Geeeeeze, thanks.   

Bullying?!  Really?  That's such an extreme choice of wording for how Marriott's implementing its new exchange program.  That's all it is - another exchange option - and we've all been given the choice whether to enroll our weeks or not.  If you don't like it then just don't join, it's simple.  But instead you feel a need to hope that those of who do like it and have enrolled our weeks or purchased points, somehow go down with a sinking ship?!  Nice.   

As far as "these horrible tactics," Marriott has ALWAYS sent out emails advertising specials or discounts or time-sensitive offers for their hotel and timeshare business.  (And yes, sometimes they've even sent mass emailings in error.)  For months we've been reading complaints on TUG about the folks who didn't get any email notices, but now that Marriott is sending updated reminders they're bullying?!

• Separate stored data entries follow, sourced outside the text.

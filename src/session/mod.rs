//! Exercise session state machines
//!
//! A session advances only through its transition methods: lifecycle
//! commands (`start`, `pause`, `resume`, `cancel`), one-second `tick`s and
//! pose observations. Each transition returns the [`SessionEffect`]s it
//! caused; the host carries them out (speech, persistence, UI updates).
//!
//! Two variants share [`SessionPhase`] and the set/rest discipline:
//! - [`HoldSession`]: announce, count down, hold for a fixed time
//! - [`CycleSession`]: count down, then step through a pose sequence for a
//!   number of cycles, each pose held for its own time
//!
//! Finished sessions (`Completed` or `Cancelled`) ignore every command.

mod cycle;
mod hold;

pub use cycle::CycleSession;
pub use hold::HoldSession;

use serde::{Deserialize, Serialize};
use std::fmt;
use tracing::{debug, info};
use uuid::Uuid;

use crate::error::{ConfigError, Result};
use crate::exercise::{ExerciseCatalog, ExerciseDefinition, ExerciseKind};
use crate::geometry::round1;
use crate::landmarks::LandmarkFrame;
use crate::pose::PoseClassifier;

/// Session timing settings
#[derive(Debug, Clone, PartialEq, Serialize, Deserialize)]
#[serde(default)]
pub struct SessionConfig {
    /// Ticks spent announcing a set before the countdown
    pub announce_seconds: u32,

    /// Spoken countdown length before a set starts
    pub countdown_seconds: u32,

    /// Final seconds of a hold that are read out
    pub spoken_countdown_seconds: u32,
}

impl Default for SessionConfig {
    fn default() -> Self {
        Self {
            announce_seconds: 3,
            countdown_seconds: 3,
            spoken_countdown_seconds: 5,
        }
    }
}

impl SessionConfig {
    pub fn validate(&self) -> std::result::Result<(), ConfigError> {
        if self.announce_seconds == 0 {
            return Err(ConfigError::invalid(
                "session.announce_seconds",
                self.announce_seconds,
                "must be at least 1",
            ));
        }
        if self.countdown_seconds == 0 {
            return Err(ConfigError::invalid(
                "session.countdown_seconds",
                self.countdown_seconds,
                "must be at least 1",
            ));
        }
        Ok(())
    }
}

#[derive(Debug, Clone, Copy, PartialEq, Eq, Hash, Serialize, Deserialize)]
pub enum SessionPhase {
    Ready,
    Announcing,
    Countdown,
    Holding,
    Exercising,
    Resting,
    Completed,
    Cancelled,
}

impl SessionPhase {
    pub fn is_terminal(self) -> bool {
        matches!(self, SessionPhase::Completed | SessionPhase::Cancelled)
    }
}

impl fmt::Display for SessionPhase {
    fn fmt(&self, f: &mut fmt::Formatter<'_>) -> fmt::Result {
        let name = match self {
            SessionPhase::Ready => "Ready",
            SessionPhase::Announcing => "Announcing",
            SessionPhase::Countdown => "Countdown",
            SessionPhase::Holding => "Holding",
            SessionPhase::Exercising => "Exercising",
            SessionPhase::Resting => "Resting",
            SessionPhase::Completed => "Completed",
            SessionPhase::Cancelled => "Cancelled",
        };
        write!(f, "{}", name)
    }
}

/// Record of a finished session, handed to the persistence sink
#[derive(Debug, Clone, PartialEq, Serialize, Deserialize)]
pub struct ExerciseResult {
    pub session_id: Uuid,
    pub exercise_id: String,
    pub completed_sets: u32,

    /// Reps per completed set: 1 per hold set, cycles per sequence set
    pub completed_reps: Vec<u32>,

    pub total_reps: u32,

    /// Percentage of observed frames that matched the target pose
    pub accuracy: f64,

    /// Active (unpaused) ticks from start to completion
    pub duration_seconds: u32,
}

/// Side effect requested by a transition
#[derive(Debug, Clone, PartialEq, Serialize, Deserialize)]
pub enum SessionEffect {
    Speak(String),
    CancelSpeech,
    PhaseChanged { from: SessionPhase, to: SessionPhase },
    PoseHoldStarted { index: usize },
    PoseHoldLost { index: usize },
    PoseCompleted { index: usize },
    CycleCompleted { set: u32, cycle: u32 },
    SetCompleted { set: u32, reps: u32 },
    Completed(ExerciseResult),
}

/// Speech output; fire-and-forget
pub trait VoiceSink {
    fn speak(&mut self, text: &str);
    fn cancel(&mut self);
}

/// Persistence for finished sessions
pub trait ResultSink {
    fn store(&mut self, result: &ExerciseResult);
}

/// Route speech effects to `voice` and the final result to `results`.
///
/// Other effects are informational and left to the host.
pub fn dispatch_effects(
    effects: &[SessionEffect],
    voice: &mut dyn VoiceSink,
    results: &mut dyn ResultSink,
) {
    for effect in effects {
        match effect {
            SessionEffect::Speak(text) => voice.speak(text),
            SessionEffect::CancelSpeech => voice.cancel(),
            SessionEffect::Completed(result) => results.store(result),
            _ => {}
        }
    }
}

/// Common interface over both session variants
pub trait ExerciseSession: Send {
    fn session_id(&self) -> Uuid;
    fn exercise_id(&self) -> &str;
    fn phase(&self) -> SessionPhase;
    fn is_paused(&self) -> bool;

    /// 1-based set in progress
    fn current_set(&self) -> u32;

    /// Seconds left in the current timed phase or pose hold
    fn time_remaining(&self) -> u32;

    fn start(&mut self) -> Vec<SessionEffect>;
    fn tick(&mut self) -> Vec<SessionEffect>;
    fn pause(&mut self) -> Vec<SessionEffect>;
    fn resume(&mut self) -> Vec<SessionEffect>;
    fn cancel(&mut self) -> Vec<SessionEffect>;

    /// Feed one frame through `classifier` against the current target pose
    fn observe_frame(
        &mut self,
        frame: &LandmarkFrame,
        classifier: &dyn PoseClassifier,
    ) -> Vec<SessionEffect>;

    fn is_finished(&self) -> bool {
        self.phase().is_terminal()
    }
}

/// Builds the session variant matching an exercise's kind
pub struct SessionFactory;

impl SessionFactory {
    pub fn create(
        catalog: &ExerciseCatalog,
        exercise_id: &str,
        config: &SessionConfig,
    ) -> Result<Box<dyn ExerciseSession>> {
        let definition = catalog.get(exercise_id)?.clone();
        Self::from_definition(definition, config)
    }

    pub fn from_definition(
        definition: ExerciseDefinition,
        config: &SessionConfig,
    ) -> Result<Box<dyn ExerciseSession>> {
        let session: Box<dyn ExerciseSession> = match definition.kind {
            ExerciseKind::Hold { .. } => Box::new(HoldSession::new(definition, config.clone())?),
            ExerciseKind::Sequence { .. } => {
                Box::new(CycleSession::new(definition, config.clone())?)
            }
        };
        Ok(session)
    }
}

/// What follows a completed set
#[derive(Debug, Clone, Copy, PartialEq, Eq)]
pub(crate) enum SetOutcome {
    Completed,
    Resting,
    NextSet,
}

/// State and bookkeeping shared by both variants
#[derive(Debug, Clone)]
pub(crate) struct SessionCore {
    pub(crate) id: Uuid,
    pub(crate) definition: ExerciseDefinition,
    pub(crate) config: SessionConfig,
    pub(crate) phase: SessionPhase,
    pub(crate) paused: bool,

    /// Ticks left in the current timed phase
    pub(crate) remaining: u32,

    pub(crate) current_set: u32,
    pub(crate) completed_reps: Vec<u32>,
    frames_observed: u64,
    frames_matched: u64,
    elapsed_seconds: u32,
}

impl SessionCore {
    pub(crate) fn new(definition: ExerciseDefinition, config: SessionConfig) -> Result<Self> {
        config.validate()?;
        definition.validate()?;
        Ok(Self {
            id: Uuid::new_v4(),
            definition,
            config,
            phase: SessionPhase::Ready,
            paused: false,
            remaining: 0,
            current_set: 1,
            completed_reps: Vec::new(),
            frames_observed: 0,
            frames_matched: 0,
            elapsed_seconds: 0,
        })
    }

    pub(crate) fn is_finished(&self) -> bool {
        self.phase.is_terminal()
    }

    /// Started, not paused and not finished
    pub(crate) fn is_running(&self) -> bool {
        !self.paused && !self.is_finished() && self.phase != SessionPhase::Ready
    }

    pub(crate) fn enter(&mut self, to: SessionPhase, effects: &mut Vec<SessionEffect>) {
        let from = self.phase;
        if from == to {
            return;
        }
        debug!(
            session = %self.id,
            exercise = %self.definition.id,
            %from,
            %to,
            "Session phase changed"
        );
        self.phase = to;
        effects.push(SessionEffect::PhaseChanged { from, to });
    }

    pub(crate) fn announcement(&self) -> String {
        format!(
            "Set {} of {}: {}",
            self.current_set, self.definition.sets, self.definition.name
        )
    }

    /// Count one active second
    pub(crate) fn count_tick(&mut self) {
        self.elapsed_seconds += 1;
    }

    pub(crate) fn enter_countdown(&mut self, effects: &mut Vec<SessionEffect>) {
        self.enter(SessionPhase::Countdown, effects);
        self.remaining = self.config.countdown_seconds;
        effects.push(SessionEffect::Speak(self.remaining.to_string()));
    }

    /// Advance the countdown; true once it has run out
    pub(crate) fn countdown_tick(&mut self, effects: &mut Vec<SessionEffect>) -> bool {
        self.remaining = self.remaining.saturating_sub(1);
        if self.remaining > 0 {
            effects.push(SessionEffect::Speak(self.remaining.to_string()));
            false
        } else {
            true
        }
    }

    /// Advance the rest period; true once it has run out and the next set
    /// is current
    pub(crate) fn rest_tick(&mut self) -> bool {
        self.remaining = self.remaining.saturating_sub(1);
        if self.remaining == 0 {
            self.current_set += 1;
            true
        } else {
            false
        }
    }

    pub(crate) fn record_observation(&mut self, matched: bool) {
        self.frames_observed += 1;
        if matched {
            self.frames_matched += 1;
        }
    }

    pub(crate) fn accuracy(&self) -> f64 {
        if self.frames_observed == 0 {
            return 0.0;
        }
        round1(self.frames_matched as f64 / self.frames_observed as f64 * 100.0)
    }

    /// Book the current set and move to rest, the next set, or completion
    pub(crate) fn complete_set(&mut self, reps: u32, effects: &mut Vec<SessionEffect>) -> SetOutcome {
        let set = self.current_set;
        self.completed_reps.push(reps);
        effects.push(SessionEffect::SetCompleted { set, reps });
        info!(
            session = %self.id,
            exercise = %self.definition.id,
            set,
            reps,
            "Set completed"
        );

        if self.completed_reps.len() as u32 >= self.definition.sets {
            self.enter(SessionPhase::Completed, effects);
            effects.push(SessionEffect::Speak("Exercise complete".to_string()));
            let result = self.result();
            info!(
                session = %self.id,
                exercise = %self.definition.id,
                total_reps = result.total_reps,
                accuracy = result.accuracy,
                "Exercise completed"
            );
            effects.push(SessionEffect::Completed(result));
            SetOutcome::Completed
        } else if self.definition.rest_seconds > 0 {
            self.enter(SessionPhase::Resting, effects);
            self.remaining = self.definition.rest_seconds;
            effects.push(SessionEffect::Speak(format!(
                "Rest for {} seconds",
                self.definition.rest_seconds
            )));
            SetOutcome::Resting
        } else {
            self.current_set += 1;
            SetOutcome::NextSet
        }
    }

    pub(crate) fn result(&self) -> ExerciseResult {
        ExerciseResult {
            session_id: self.id,
            exercise_id: self.definition.id.clone(),
            completed_sets: self.completed_reps.len() as u32,
            completed_reps: self.completed_reps.clone(),
            total_reps: self.completed_reps.iter().sum(),
            accuracy: self.accuracy(),
            duration_seconds: self.elapsed_seconds,
        }
    }

    pub(crate) fn pause(&mut self) -> Vec<SessionEffect> {
        if self.is_finished() || self.paused || self.phase == SessionPhase::Ready {
            return Vec::new();
        }
        self.paused = true;
        debug!(session = %self.id, phase = %self.phase, "Session paused");
        vec![SessionEffect::CancelSpeech]
    }

    pub(crate) fn resume(&mut self) -> Vec<SessionEffect> {
        if self.is_finished() || !self.paused {
            return Vec::new();
        }
        self.paused = false;
        debug!(session = %self.id, phase = %self.phase, "Session resumed");
        Vec::new()
    }

    pub(crate) fn cancel(&mut self) -> Vec<SessionEffect> {
        if self.is_finished() {
            return Vec::new();
        }
        let mut effects = vec![SessionEffect::CancelSpeech];
        self.paused = false;
        self.enter(SessionPhase::Cancelled, &mut effects);
        info!(
            session = %self.id,
            exercise = %self.definition.id,
            completed_sets = self.completed_reps.len(),
            "Session cancelled"
        );
        effects
    }
}

#[cfg(test)]
pub(crate) mod test_support {
    use super::*;

    /// Collects speech and stored results
    #[derive(Debug, Default)]
    pub struct Recorder {
        pub spoken: Vec<String>,
        pub cancels: usize,
        pub results: Vec<ExerciseResult>,
    }

    impl VoiceSink for Recorder {
        fn speak(&mut self, text: &str) {
            self.spoken.push(text.to_string());
        }

        fn cancel(&mut self) {
            self.cancels += 1;
        }
    }

    impl ResultSink for Recorder {
        fn store(&mut self, result: &ExerciseResult) {
            self.results.push(result.clone());
        }
    }

    pub fn spoken(effects: &[SessionEffect]) -> Vec<String> {
        effects
            .iter()
            .filter_map(|e| match e {
                SessionEffect::Speak(text) => Some(text.clone()),
                _ => None,
            })
            .collect()
    }

    pub fn completed(effects: &[SessionEffect]) -> Option<&ExerciseResult> {
        effects.iter().find_map(|e| match e {
            SessionEffect::Completed(result) => Some(result),
            _ => None,
        })
    }
}
//! Warm-up calibration
//!
//! The first few seconds of a session establish a per-metric baseline: the
//! user's own neutral posture. The baseline is the median of the warm-up
//! samples, so one bad detector frame cannot drag it; the population
//! standard deviation decides whether the user held still enough for the
//! baseline to be trusted.
//!
//! An untrusted calibration is a quality signal, not a failure. Consumers
//! fall back to a configured default baseline and flag low confidence.

use serde::{Deserialize, Serialize};
use statrs::statistics::Statistics;
use std::collections::BTreeMap;

use crate::error::ConfigError;
use crate::metrics::{BodyMetrics, Metric};

/// Warm-up calibration settings
#[derive(Debug, Clone, PartialEq, Serialize, Deserialize)]
#[serde(default)]
pub struct CalibrationConfig {
    /// Frames collected before the baseline is computed (~3 s at 5 fps)
    pub warmup_frames: u32,

    /// Minimum samples for a trustworthy baseline
    pub min_samples: u32,

    /// Maximum spread for a trustworthy baseline, for metrics in cm
    pub max_std_dev: f64,

    /// Maximum spread for a trustworthy baseline, for angle metrics in degrees
    pub max_std_dev_deg: f64,

    /// Drop IQR outliers before computing the baseline
    pub remove_outliers: bool,

    /// Baselines used when calibration is not trustworthy
    pub default_baselines: DefaultBaselines,
}

impl Default for CalibrationConfig {
    fn default() -> Self {
        Self {
            warmup_frames: 15,
            min_samples: 10,
            max_std_dev: 0.05,
            max_std_dev_deg: 1.0,
            remove_outliers: false,
            default_baselines: DefaultBaselines::default(),
        }
    }
}

impl CalibrationConfig {
    pub fn validate(&self) -> Result<(), ConfigError> {
        if self.warmup_frames == 0 {
            return Err(ConfigError::invalid(
                "calibration.warmup_frames",
                self.warmup_frames,
                "must be at least 1",
            ));
        }
        if self.min_samples == 0 {
            return Err(ConfigError::invalid(
                "calibration.min_samples",
                self.min_samples,
                "must be at least 1",
            ));
        }
        if self.max_std_dev < 0.0 {
            return Err(ConfigError::invalid(
                "calibration.max_std_dev",
                self.max_std_dev,
                "must not be negative",
            ));
        }
        if self.max_std_dev_deg < 0.0 {
            return Err(ConfigError::invalid(
                "calibration.max_std_dev_deg",
                self.max_std_dev_deg,
                "must not be negative",
            ));
        }
        Ok(())
    }

    /// Spread tolerance in the metric's own unit
    pub fn max_std_dev_for(&self, metric: Metric) -> f64 {
        match metric {
            Metric::KneeAngle | Metric::TrunkTilt => self.max_std_dev_deg,
            Metric::ForwardHead | Metric::ShoulderTilt | Metric::PelvisTilt => self.max_std_dev,
        }
    }
}

/// Neutral-posture reference values per metric
#[derive(Debug, Clone, PartialEq, Serialize, Deserialize)]
#[serde(default)]
pub struct DefaultBaselines {
    pub forward_head: f64,
    pub shoulder_tilt: f64,
    pub pelvis_tilt: f64,
    pub knee_angle: f64,
    pub trunk_tilt: f64,
}

impl Default for DefaultBaselines {
    fn default() -> Self {
        Self {
            forward_head: 0.0,
            shoulder_tilt: 0.0,
            pelvis_tilt: 0.0,
            knee_angle: 178.0,
            trunk_tilt: 0.0,
        }
    }
}

impl DefaultBaselines {
    pub fn get(&self, metric: Metric) -> f64 {
        match metric {
            Metric::ForwardHead => self.forward_head,
            Metric::ShoulderTilt => self.shoulder_tilt,
            Metric::PelvisTilt => self.pelvis_tilt,
            Metric::KneeAngle => self.knee_angle,
            Metric::TrunkTilt => self.trunk_tilt,
        }
    }
}

/// Baseline for one metric; immutable once produced
#[derive(Debug, Clone, Copy, PartialEq, Serialize, Deserialize)]
pub struct CalibrationResult {
    /// Median of the accepted samples
    pub baseline: f64,

    /// Samples the baseline was computed from
    pub sample_count: u32,

    /// Whether the baseline can be trusted
    pub is_valid: bool,

    /// Population standard deviation of the samples
    pub std_dev: f64,
}

impl CalibrationResult {
    /// The calibrated baseline if trusted, otherwise `default`
    pub fn effective_baseline(&self, default: f64) -> f64 {
        if self.is_valid {
            self.baseline
        } else {
            default
        }
    }
}

/// Median of the samples; even counts average the two middle values
pub fn median(samples: &[f64]) -> Option<f64> {
    if samples.is_empty() {
        return None;
    }
    let sorted = sorted(samples);
    let mid = sorted.len() / 2;
    if sorted.len() % 2 == 0 {
        Some((sorted[mid - 1] + sorted[mid]) / 2.0)
    } else {
        Some(sorted[mid])
    }
}

/// First and third quartiles by linear interpolation between order statistics
pub fn quartiles(samples: &[f64]) -> Option<(f64, f64)> {
    if samples.is_empty() {
        return None;
    }
    let sorted = sorted(samples);
    Some((percentile(&sorted, 0.25), percentile(&sorted, 0.75)))
}

/// Keep samples within `[Q1 - 1.5·IQR, Q3 + 1.5·IQR]`.
///
/// Fewer than four samples have no meaningful quartiles and pass through.
pub fn remove_outliers_iqr(samples: &[f64]) -> Vec<f64> {
    if samples.len() < 4 {
        return samples.to_vec();
    }
    let Some((q1, q3)) = quartiles(samples) else {
        return samples.to_vec();
    };
    let iqr = q3 - q1;
    let (low, high) = (q1 - 1.5 * iqr, q3 + 1.5 * iqr);
    samples
        .iter()
        .copied()
        .filter(|v| (low..=high).contains(v))
        .collect()
}

/// Turn a warm-up window into a baseline, judged against `max_std_dev`
pub fn calibrate(samples: &[f64], config: &CalibrationConfig) -> CalibrationResult {
    calibrate_within(samples, config, config.max_std_dev)
}

fn calibrate_within(
    samples: &[f64],
    config: &CalibrationConfig,
    max_std_dev: f64,
) -> CalibrationResult {
    let filtered;
    let samples = if config.remove_outliers {
        filtered = remove_outliers_iqr(samples);
        &filtered[..]
    } else {
        samples
    };

    let Some(baseline) = median(samples) else {
        return CalibrationResult {
            baseline: 0.0,
            sample_count: 0,
            is_valid: false,
            std_dev: 0.0,
        };
    };

    let std_dev = samples.iter().population_std_dev();
    let sample_count = samples.len() as u32;

    CalibrationResult {
        baseline,
        sample_count,
        is_valid: sample_count >= config.min_samples && std_dev <= max_std_dev,
        std_dev,
    }
}

fn sorted(samples: &[f64]) -> Vec<f64> {
    let mut sorted = samples.to_vec();
    sorted.sort_by(|a, b| a.total_cmp(b));
    sorted
}

fn percentile(sorted: &[f64], p: f64) -> f64 {
    let pos = p * (sorted.len() - 1) as f64;
    let lower = pos.floor() as usize;
    let upper = pos.ceil() as usize;
    sorted[lower] + (sorted[upper] - sorted[lower]) * (pos - lower as f64)
}

/// Calibrated baselines for one session; share read-only via `Arc`
#[derive(Debug, Clone, Default, PartialEq, Serialize, Deserialize)]
pub struct CalibrationProfile {
    results: BTreeMap<Metric, CalibrationResult>,
}

impl CalibrationProfile {
    pub fn get(&self, metric: Metric) -> Option<&CalibrationResult> {
        self.results.get(&metric)
    }

    /// Trusted baseline, or the configured default
    pub fn baseline(&self, metric: Metric, defaults: &DefaultBaselines) -> f64 {
        self.results
            .get(&metric)
            .map(|r| r.effective_baseline(defaults.get(metric)))
            .unwrap_or_else(|| defaults.get(metric))
    }

    /// Metrics without a trusted baseline
    pub fn low_confidence_metrics(&self) -> Vec<Metric> {
        Metric::ALL
            .iter()
            .copied()
            .filter(|m| !self.results.get(m).map(|r| r.is_valid).unwrap_or(false))
            .collect()
    }

    pub fn is_fully_valid(&self) -> bool {
        self.low_confidence_metrics().is_empty()
    }

    pub fn iter(&self) -> impl Iterator<Item = (&Metric, &CalibrationResult)> {
        self.results.iter()
    }
}

/// Accumulates warm-up samples for every metric of a session
#[derive(Debug, Clone)]
pub struct Calibrator {
    config: CalibrationConfig,
    samples: BTreeMap<Metric, Vec<f64>>,
    frames_seen: u32,
}

impl Calibrator {
    pub fn new(config: CalibrationConfig) -> Self {
        Self {
            config,
            samples: BTreeMap::new(),
            frames_seen: 0,
        }
    }

    /// Record one frame's readings; hidden metrics contribute nothing
    pub fn add_frame(&mut self, metrics: &BodyMetrics) {
        self.frames_seen += 1;
        for metric in Metric::ALL {
            if let Some(value) = metrics.get(metric) {
                self.samples.entry(metric).or_default().push(value);
            }
        }
    }

    pub fn frames_seen(&self) -> u32 {
        self.frames_seen
    }

    pub fn is_ready(&self) -> bool {
        self.frames_seen >= self.config.warmup_frames
    }

    /// Fraction of the warm-up window collected, in [0, 1]
    pub fn progress(&self) -> f64 {
        (self.frames_seen as f64 / self.config.warmup_frames as f64).min(1.0)
    }

    /// Compute every baseline and reset for a later re-calibration
    pub fn finish(&mut self) -> CalibrationProfile {
        let samples = std::mem::take(&mut self.samples);
        self.frames_seen = 0;

        let results = Metric::ALL
            .iter()
            .map(|&metric| {
                let values = samples.get(&metric).map(Vec::as_slice).unwrap_or(&[]);
                let result =
                    calibrate_within(values, &self.config, self.config.max_std_dev_for(metric));
                if !result.is_valid {
                    tracing::warn!(
                        metric = metric.key(),
                        samples = result.sample_count,
                        std_dev = result.std_dev,
                        "Calibration not trustworthy, using default baseline"
                    );
                }
                (metric, result)
            })
            .collect();

        CalibrationProfile { results }
    }
}

#[cfg(test)]
mod tests {
    use super::*;

    const WITH_OUTLIER: [f64; 10] = [10.0, 10.4, 9.8, 10.1, 50.0, 10.2, 9.9, 10.3, 10.0, 10.1];

    #[test]
    fn test_median_odd_even() {
        assert_eq!(median(&[3.0, 1.0, 2.0]), Some(2.0));
        assert_eq!(median(&[4.0, 1.0, 3.0, 2.0]), Some(2.5));
        assert_eq!(median(&[]), None);
    }

    #[test]
    fn test_baseline_resists_outlier() {
        let result = calibrate(&WITH_OUTLIER, &CalibrationConfig::default());

        assert!((result.baseline - 10.05).abs() <= 0.06, "baseline {}", result.baseline);
        assert_eq!(result.sample_count, 10);
        // The outlier blows the spread far past 0.05
        assert!(result.std_dev > 0.05);
        assert!(!result.is_valid);
    }

    #[test]
    fn test_outlier_removal_before_baseline() {
        let filtered = remove_outliers_iqr(&WITH_OUTLIER);
        assert_eq!(filtered.len(), 9);
        assert!(!filtered.contains(&50.0));

        let config = CalibrationConfig {
            remove_outliers: true,
            min_samples: 9,
            max_std_dev: 0.2,
            ..Default::default()
        };
        let result = calibrate(&WITH_OUTLIER, &config);
        assert_eq!(result.sample_count, 9);
        assert_eq!(result.baseline, 10.1);
        assert!(result.is_valid);
    }

    #[test]
    fn test_steady_samples_valid() {
        let samples = [0.50, 0.51, 0.49, 0.50, 0.50, 0.52, 0.48, 0.50, 0.51, 0.49];
        let result = calibrate(&samples, &CalibrationConfig::default());
        assert!(result.is_valid);
        assert!((result.baseline - 0.5).abs() < 1e-9);
    }

    #[test]
    fn test_too_few_samples_invalid() {
        let result = calibrate(&[1.0, 1.0, 1.0], &CalibrationConfig::default());
        assert_eq!(result.std_dev, 0.0);
        assert!(!result.is_valid);
        assert_eq!(result.effective_baseline(7.0), 7.0);
    }

    #[test]
    fn test_empty_samples() {
        let result = calibrate(&[], &CalibrationConfig::default());
        assert_eq!(result.sample_count, 0);
        assert!(!result.is_valid);
    }

    #[test]
    fn test_quartiles_interpolate() {
        let (q1, q3) = quartiles(&[1.0, 2.0, 3.0, 4.0, 5.0]).unwrap();
        assert_eq!((q1, q3), (2.0, 4.0));
    }

    #[test]
    fn test_calibrator_profile() {
        let mut calibrator = Calibrator::new(CalibrationConfig {
            warmup_frames: 10,
            ..Default::default()
        });

        for i in 0..10 {
            assert!(!calibrator.is_ready());
            let metrics = BodyMetrics {
                shoulder_tilt: Some(1.0 + if i % 2 == 0 { 0.01 } else { -0.01 }),
                knee_angle: Some(170.0 + i as f64),
                ..Default::default()
            };
            calibrator.add_frame(&metrics);
        }
        assert!(calibrator.is_ready());
        assert_eq!(calibrator.progress(), 1.0);

        let profile = calibrator.finish();
        let defaults = DefaultBaselines::default();

        assert!(profile.get(Metric::ShoulderTilt).unwrap().is_valid);
        assert!((profile.baseline(Metric::ShoulderTilt, &defaults) - 1.0).abs() < 1e-9);

        // Knee samples drift by a degree per frame: untrusted, default used
        assert!(!profile.get(Metric::KneeAngle).unwrap().is_valid);
        assert_eq!(profile.baseline(Metric::KneeAngle, &defaults), 178.0);

        // Forward head never seen
        assert_eq!(profile.get(Metric::ForwardHead).unwrap().sample_count, 0);
        assert!(profile.low_confidence_metrics().contains(&Metric::ForwardHead));
        assert!(!profile.is_fully_valid());

        assert_eq!(calibrator.frames_seen(), 0);
    }

    #[test]
    fn test_angle_metrics_use_degree_tolerance() {
        let mut calibrator = Calibrator::new(CalibrationConfig {
            warmup_frames: 10,
            ..Default::default()
        });
        for i in 0..10 {
            // ±0.3° of sway on the knees, ±0.3 cm on the shoulders
            let sway = if i % 2 == 0 { 0.3 } else { -0.3 };
            calibrator.add_frame(&BodyMetrics {
                knee_angle: Some(176.0 + sway),
                shoulder_tilt: Some(1.0 + sway),
                ..Default::default()
            });
        }

        let profile = calibrator.finish();
        let knee = profile.get(Metric::KneeAngle).unwrap();
        assert!(knee.is_valid, "knee std dev {}", knee.std_dev);
        assert!((knee.baseline - 176.0).abs() < 1e-9);
        assert!(!profile.get(Metric::ShoulderTilt).unwrap().is_valid);
    }
}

I'm afraid to go into the thread where the new extended deadline is being discussed - Marriott's probably being burned at the stake for daring to give folks more time to make their decision.


----------



## siesta (Dec 28, 2010)

really sue? giving a deadline for people to join, threatening that if they don't join they will be locked out forever, and the company's representatives saying that trading through II will dry up and they better join if they like staying at other marriotts isn't bullying? you either have a vested interest for the program to succeed since you obviously joined, or you are choosing to only smell the roses and ignore the thorns.


----------



## wof45 (Dec 28, 2010)

siesta said:


> really sue? giving a deadline for people to join, threatening that if they don't join they will be locked out forever, and the company's representatives saying that trading through II will dry up and they better join if they like staying at other marriotts isn't bullying? you either have a vested interest for the program to succeed since you obviously joined, or you are choosing to only smell the roses and ignore the thorns. enjoy getting less points than your week is worth, you obviously are fine with getting short changed.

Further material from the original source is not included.